**Work item:**
From the data below, set down exactly the lines between the one holding "let loss = -window.iter().filter(|d|" and the one holding "let rs = gain / loss;", inclusive, and no others.

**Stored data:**
*-*-*
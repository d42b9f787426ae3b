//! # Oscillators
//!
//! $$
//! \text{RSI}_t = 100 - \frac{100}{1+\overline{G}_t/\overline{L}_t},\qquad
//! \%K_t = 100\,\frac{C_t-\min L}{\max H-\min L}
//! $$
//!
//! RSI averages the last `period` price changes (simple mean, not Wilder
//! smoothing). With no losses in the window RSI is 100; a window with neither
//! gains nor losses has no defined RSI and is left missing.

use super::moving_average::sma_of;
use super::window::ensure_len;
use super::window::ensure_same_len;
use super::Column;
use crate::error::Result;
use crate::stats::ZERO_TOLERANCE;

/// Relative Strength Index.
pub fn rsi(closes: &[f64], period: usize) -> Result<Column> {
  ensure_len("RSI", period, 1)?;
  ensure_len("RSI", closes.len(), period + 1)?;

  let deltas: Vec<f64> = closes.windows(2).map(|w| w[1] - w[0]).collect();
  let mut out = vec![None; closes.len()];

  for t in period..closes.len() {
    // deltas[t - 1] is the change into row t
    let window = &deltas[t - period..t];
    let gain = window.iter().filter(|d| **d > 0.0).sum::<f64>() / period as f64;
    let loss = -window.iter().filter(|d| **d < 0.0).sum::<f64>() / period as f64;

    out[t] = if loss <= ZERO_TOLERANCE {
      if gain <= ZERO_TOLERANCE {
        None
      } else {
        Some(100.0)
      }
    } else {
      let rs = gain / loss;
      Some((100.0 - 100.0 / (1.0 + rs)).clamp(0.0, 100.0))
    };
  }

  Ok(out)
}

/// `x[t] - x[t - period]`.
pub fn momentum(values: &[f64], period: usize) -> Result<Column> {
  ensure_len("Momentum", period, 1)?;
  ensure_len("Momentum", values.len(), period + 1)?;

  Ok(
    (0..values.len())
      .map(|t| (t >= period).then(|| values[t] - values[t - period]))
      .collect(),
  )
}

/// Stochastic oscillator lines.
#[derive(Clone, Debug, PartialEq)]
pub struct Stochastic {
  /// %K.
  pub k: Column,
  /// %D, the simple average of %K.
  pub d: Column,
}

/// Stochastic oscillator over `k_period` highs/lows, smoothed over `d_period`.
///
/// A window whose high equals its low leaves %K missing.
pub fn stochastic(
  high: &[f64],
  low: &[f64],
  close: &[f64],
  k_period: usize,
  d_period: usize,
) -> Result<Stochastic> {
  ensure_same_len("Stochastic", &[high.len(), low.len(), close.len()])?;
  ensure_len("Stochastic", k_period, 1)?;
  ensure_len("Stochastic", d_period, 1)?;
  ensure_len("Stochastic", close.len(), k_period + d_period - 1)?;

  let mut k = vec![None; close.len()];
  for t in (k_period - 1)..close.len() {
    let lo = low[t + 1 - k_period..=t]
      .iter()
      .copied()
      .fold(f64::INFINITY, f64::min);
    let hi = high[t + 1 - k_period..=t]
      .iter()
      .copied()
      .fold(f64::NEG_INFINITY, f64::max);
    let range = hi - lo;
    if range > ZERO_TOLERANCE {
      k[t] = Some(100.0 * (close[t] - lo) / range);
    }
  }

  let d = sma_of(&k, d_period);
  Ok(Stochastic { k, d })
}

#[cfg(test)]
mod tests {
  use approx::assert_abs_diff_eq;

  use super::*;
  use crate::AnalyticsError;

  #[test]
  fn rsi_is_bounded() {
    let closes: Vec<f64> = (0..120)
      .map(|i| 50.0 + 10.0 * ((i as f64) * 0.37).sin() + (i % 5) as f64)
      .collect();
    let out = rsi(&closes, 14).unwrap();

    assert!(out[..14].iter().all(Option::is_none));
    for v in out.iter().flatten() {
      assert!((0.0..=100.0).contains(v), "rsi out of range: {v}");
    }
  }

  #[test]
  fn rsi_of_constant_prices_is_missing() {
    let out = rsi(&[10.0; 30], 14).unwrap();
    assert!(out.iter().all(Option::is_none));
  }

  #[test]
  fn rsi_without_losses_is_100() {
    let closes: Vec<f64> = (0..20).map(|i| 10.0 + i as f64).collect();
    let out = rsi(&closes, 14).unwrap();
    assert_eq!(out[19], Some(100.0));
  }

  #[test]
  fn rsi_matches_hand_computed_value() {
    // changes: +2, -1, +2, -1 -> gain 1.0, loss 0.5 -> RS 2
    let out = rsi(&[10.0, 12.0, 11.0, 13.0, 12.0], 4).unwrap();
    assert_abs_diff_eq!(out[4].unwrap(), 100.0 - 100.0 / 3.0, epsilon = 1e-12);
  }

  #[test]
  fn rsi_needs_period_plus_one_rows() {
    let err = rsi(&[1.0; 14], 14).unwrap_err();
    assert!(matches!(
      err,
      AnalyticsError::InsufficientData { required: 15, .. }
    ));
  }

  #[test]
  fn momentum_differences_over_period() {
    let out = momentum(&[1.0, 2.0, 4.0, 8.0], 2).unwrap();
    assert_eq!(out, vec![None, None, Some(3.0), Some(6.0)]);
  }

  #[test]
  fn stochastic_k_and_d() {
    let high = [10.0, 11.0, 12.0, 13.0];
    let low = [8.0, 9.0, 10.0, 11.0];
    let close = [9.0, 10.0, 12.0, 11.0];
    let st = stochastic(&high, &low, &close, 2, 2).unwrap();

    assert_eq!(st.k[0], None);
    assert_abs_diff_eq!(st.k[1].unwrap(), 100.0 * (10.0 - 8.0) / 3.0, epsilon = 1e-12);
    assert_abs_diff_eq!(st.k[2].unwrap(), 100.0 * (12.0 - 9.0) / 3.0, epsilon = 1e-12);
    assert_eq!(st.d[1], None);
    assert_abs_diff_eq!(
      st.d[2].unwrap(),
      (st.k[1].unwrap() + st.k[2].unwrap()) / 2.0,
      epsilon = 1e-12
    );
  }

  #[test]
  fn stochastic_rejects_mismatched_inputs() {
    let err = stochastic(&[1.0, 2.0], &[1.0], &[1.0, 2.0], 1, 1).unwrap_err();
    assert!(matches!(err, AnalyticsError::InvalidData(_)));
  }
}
*-*-*
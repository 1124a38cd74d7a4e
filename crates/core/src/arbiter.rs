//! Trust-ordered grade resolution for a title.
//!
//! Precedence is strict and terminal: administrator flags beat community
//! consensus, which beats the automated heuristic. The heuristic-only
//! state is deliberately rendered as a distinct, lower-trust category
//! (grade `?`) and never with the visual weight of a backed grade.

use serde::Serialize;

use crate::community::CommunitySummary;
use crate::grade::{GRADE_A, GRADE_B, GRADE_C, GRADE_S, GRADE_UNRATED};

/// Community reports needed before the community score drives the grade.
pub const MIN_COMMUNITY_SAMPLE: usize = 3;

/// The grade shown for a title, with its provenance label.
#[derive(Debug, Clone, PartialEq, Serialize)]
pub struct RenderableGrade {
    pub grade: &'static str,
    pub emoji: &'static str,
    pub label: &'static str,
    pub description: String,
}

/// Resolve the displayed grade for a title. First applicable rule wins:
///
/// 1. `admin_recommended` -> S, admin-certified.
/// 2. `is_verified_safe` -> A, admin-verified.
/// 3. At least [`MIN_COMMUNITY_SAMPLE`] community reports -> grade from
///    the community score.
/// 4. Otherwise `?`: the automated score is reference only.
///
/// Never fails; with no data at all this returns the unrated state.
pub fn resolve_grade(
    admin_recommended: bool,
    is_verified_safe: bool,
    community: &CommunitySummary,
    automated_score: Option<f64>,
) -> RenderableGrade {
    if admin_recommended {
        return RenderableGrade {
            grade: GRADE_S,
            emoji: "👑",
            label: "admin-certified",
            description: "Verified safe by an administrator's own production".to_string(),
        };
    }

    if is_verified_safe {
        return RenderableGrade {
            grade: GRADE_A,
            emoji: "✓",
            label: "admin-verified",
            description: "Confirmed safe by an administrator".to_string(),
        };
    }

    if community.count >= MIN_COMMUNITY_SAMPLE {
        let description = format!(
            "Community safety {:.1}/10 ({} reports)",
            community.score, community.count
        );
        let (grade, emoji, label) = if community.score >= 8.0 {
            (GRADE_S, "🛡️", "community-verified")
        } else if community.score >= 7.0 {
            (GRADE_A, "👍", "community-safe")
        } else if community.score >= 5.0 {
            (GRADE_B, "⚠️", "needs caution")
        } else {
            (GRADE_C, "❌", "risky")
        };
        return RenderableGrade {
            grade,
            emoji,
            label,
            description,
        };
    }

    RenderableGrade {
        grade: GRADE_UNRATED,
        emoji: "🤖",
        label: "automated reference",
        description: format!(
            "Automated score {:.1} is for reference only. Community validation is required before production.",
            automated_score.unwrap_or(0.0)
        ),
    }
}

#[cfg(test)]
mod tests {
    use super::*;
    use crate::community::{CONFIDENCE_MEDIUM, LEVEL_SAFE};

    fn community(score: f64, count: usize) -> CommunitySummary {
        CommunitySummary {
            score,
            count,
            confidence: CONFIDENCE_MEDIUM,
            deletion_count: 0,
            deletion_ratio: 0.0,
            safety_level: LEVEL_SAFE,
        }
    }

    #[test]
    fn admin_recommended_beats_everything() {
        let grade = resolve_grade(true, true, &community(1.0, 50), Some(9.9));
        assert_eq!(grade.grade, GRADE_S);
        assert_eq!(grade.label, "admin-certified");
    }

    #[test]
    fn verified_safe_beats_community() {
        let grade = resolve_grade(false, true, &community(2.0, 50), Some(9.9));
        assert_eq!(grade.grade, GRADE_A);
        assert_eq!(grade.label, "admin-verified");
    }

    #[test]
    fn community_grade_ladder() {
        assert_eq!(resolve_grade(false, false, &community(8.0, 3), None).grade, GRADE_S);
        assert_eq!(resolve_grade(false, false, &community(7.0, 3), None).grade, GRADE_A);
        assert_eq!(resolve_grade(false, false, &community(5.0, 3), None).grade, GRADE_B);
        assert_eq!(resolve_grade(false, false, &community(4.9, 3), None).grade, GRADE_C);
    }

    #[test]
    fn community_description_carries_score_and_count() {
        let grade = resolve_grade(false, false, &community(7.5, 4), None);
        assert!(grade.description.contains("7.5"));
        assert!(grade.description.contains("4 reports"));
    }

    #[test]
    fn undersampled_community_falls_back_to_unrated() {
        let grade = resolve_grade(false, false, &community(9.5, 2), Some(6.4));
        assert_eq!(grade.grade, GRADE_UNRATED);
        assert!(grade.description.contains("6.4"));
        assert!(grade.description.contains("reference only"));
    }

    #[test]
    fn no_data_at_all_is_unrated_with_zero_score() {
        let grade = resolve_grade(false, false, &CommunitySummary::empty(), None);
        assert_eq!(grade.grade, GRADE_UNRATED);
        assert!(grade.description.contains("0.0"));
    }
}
*-*-*
**Response below:**
    let loss = -window.iter().filter(|d| **d < 0.0).sum::<f64>() / period as f64;

    out[t] = if loss <= ZERO_TOLERANCE {
      if gain <= ZERO_TOLERANCE {
        None
      } else {
        Some(100.0)
      }
    } else {
      let rs = gain / loss;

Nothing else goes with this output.